This story was produced through a collaboration between the Kentucky Center for Investigative Reporting and WDRB Media.

The city paid $1.8 million to settle a lawsuit filed by three women who claimed they were coerced into serving as confidential informants and then sexually abused by a Louisville police detective.

“Sexual assault victims are often reluctant to come forward, which is especially true when the perpetrator is a police officer,” said attorney Vince Johnson, who represented two of the women who sued former detective Brian Bailey and the department.

“Being able to reach a resolution after two years of litigation allows the healing to begin. And it is our hope LMPD continues to implement changes so that nothing like this happens again.”

The settlement was reached in September and recently finalized. Each woman will receive an equal portion of the settlement.

An attorney for Bailey could not immediately be reached for comment.

Louisville Metro Council president David James said the settlement is another example of the problematic culture and lax accountability within the city’s police department.

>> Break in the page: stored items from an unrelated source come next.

//! Copying recorded request bodies into the project.

use std::path::{Path, PathBuf};

use tracing::{debug, info};
use walkdir::WalkDir;

use crate::cleanup::name_contains;
use crate::error::{ImportError, IoResultExt, Result};
use crate::utils::fs::ensure_dir;

/// Copy every file below `source` whose name contains `marker` into `target`.
///
/// Files land directly in `target` under their own file name, overwriting
/// any existing file. Returns the written paths sorted by file name.
pub fn copy_bodies(source: &Path, target: &Path, marker: &str) -> Result<Vec<PathBuf>> {
    info!(from = %source.display(), to = %target.display(), "Copying new request bodies");
    if !source.is_dir() {
        return Err(ImportError::path(
            "read body directory",
            source,
            std::io::Error::new(std::io::ErrorKind::NotFound, "directory not found"),
        ));
    }
    ensure_dir(target)?;

    let mut copied = Vec::new();
    for entry in WalkDir::new(source).sort_by_file_name() {
        let entry = entry?;
        if !entry.file_type().is_file() || !name_contains(entry.path(), marker) {
            continue;
        }
        let destination = target.join(entry.file_name());
        std::fs::copy(entry.path(), &destination).at_path("copy", entry.path())?;
        debug!(from = %entry.path().display(), to = %destination.display(), "Copied request body");
        copied.push(destination);
    }

    copied.sort_by(|a, b| a.file_name().cmp(&b.file_name()));
    Ok(copied)
}
//! CLI command implementations
//!
//! Each subcommand has its own module with:
//! - Args struct for command-line arguments
//! - `run()` function to execute the command

use std::path::PathBuf;

use clap::Args;

use crate::app::AppContext;
use crate::cli::Commands;
use crate::config::ImportPaths;
use crate::error::Result;

pub mod clean;
pub mod config;
pub mod import;
pub mod rewrite;
pub mod run;

/// Dispatch a command to its handler
pub fn run(ctx: &AppContext, command: &Commands) -> Result<()> {
    match command {
        Commands::Run(args) => run::run(ctx, args),
        Commands::Clean(args) => clean::run(ctx, args),
        Commands::Import(args) => import::run(ctx, args),
        Commands::Rewrite(args) => rewrite::run(ctx, args),
        Commands::Config(args) => config::run(ctx, args),
    }
}

/// Path overrides shared by the commands that touch the project.
#[derive(Args, Debug, Clone, Default)]
pub struct PathArgs {
    /// Project the simulation is imported into
    #[arg(long)]
    pub project_root: Option<PathBuf>,

    /// Root of the Gatling bundle that produced the recording
    #[arg(long)]
    pub recorder_root: Option<PathBuf>,

    /// Substring identifying generated files
    #[arg(long)]
    pub marker: Option<String>,
}

impl PathArgs {
    /// Resolve the import locations, letting flags win over config.
    #[must_use]
    pub fn resolve(&self, ctx: &AppContext) -> ImportPaths {
        let mut paths = ctx.config.paths.clone();
        if let Some(root) = &self.project_root {
            paths.project_root.clone_from(root);
        }
        if let Some(root) = &self.recorder_root {
            paths.recorder_root.clone_from(root);
        }
        if let Some(marker) = &self.marker {
            paths.marker.clone_from(marker);
        }
        paths.resolve()
    }
}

“It’s good that we were able to settle it and the victims were made whole,” he said. “But it’s very sad (and) disappointing that one of our police officers would do such a thing.”

James said there’s been a significant amount of money paid out in civil litigation — specifically cases involving LMPD — in recent years and it ultimately reduces the city’s ability to provide public services.

The city has spent about $40 million since 2017, which dwarfs what neighboring states and other larger cities have paid for police mistakes in recent years, a WDRB News investigation found.

James said he believes LMPD Chief Erika Shields is working to bring more training and accountability to prevent officers from doing things that spark lawsuits.

“I’m hoping things will change,” he said.

Mayor Greg Fischer’s office and police officials did not immediately respond to requests for comment.

The first woman sued Bailey and the department in October 2020, alleging Bailey coerced her into becoming an informant and forced her to engage in oral sex with him. A second woman asked to join the suit a month later with the same allegations. And a third woman joined last year.

The women were only identified as “Jane Doe” in court records.

Two internal investigations concluded that Bailey pressured multiple confidential informants into performing sexual acts on him and lied about it to investigators — and that his actions broke the law.

Police and prosecutors have an alleged victim’s shirt with Bailey’s semen on it, sexually explicit text messages he sent, proof he coerced informants into having oral sex with him in his police car and sexual acts in his office. Police also confirmed Bailey lied in sworn testimony.

But nearly three years after the investigations began, in February 2020, Bailey has not been criminally charged.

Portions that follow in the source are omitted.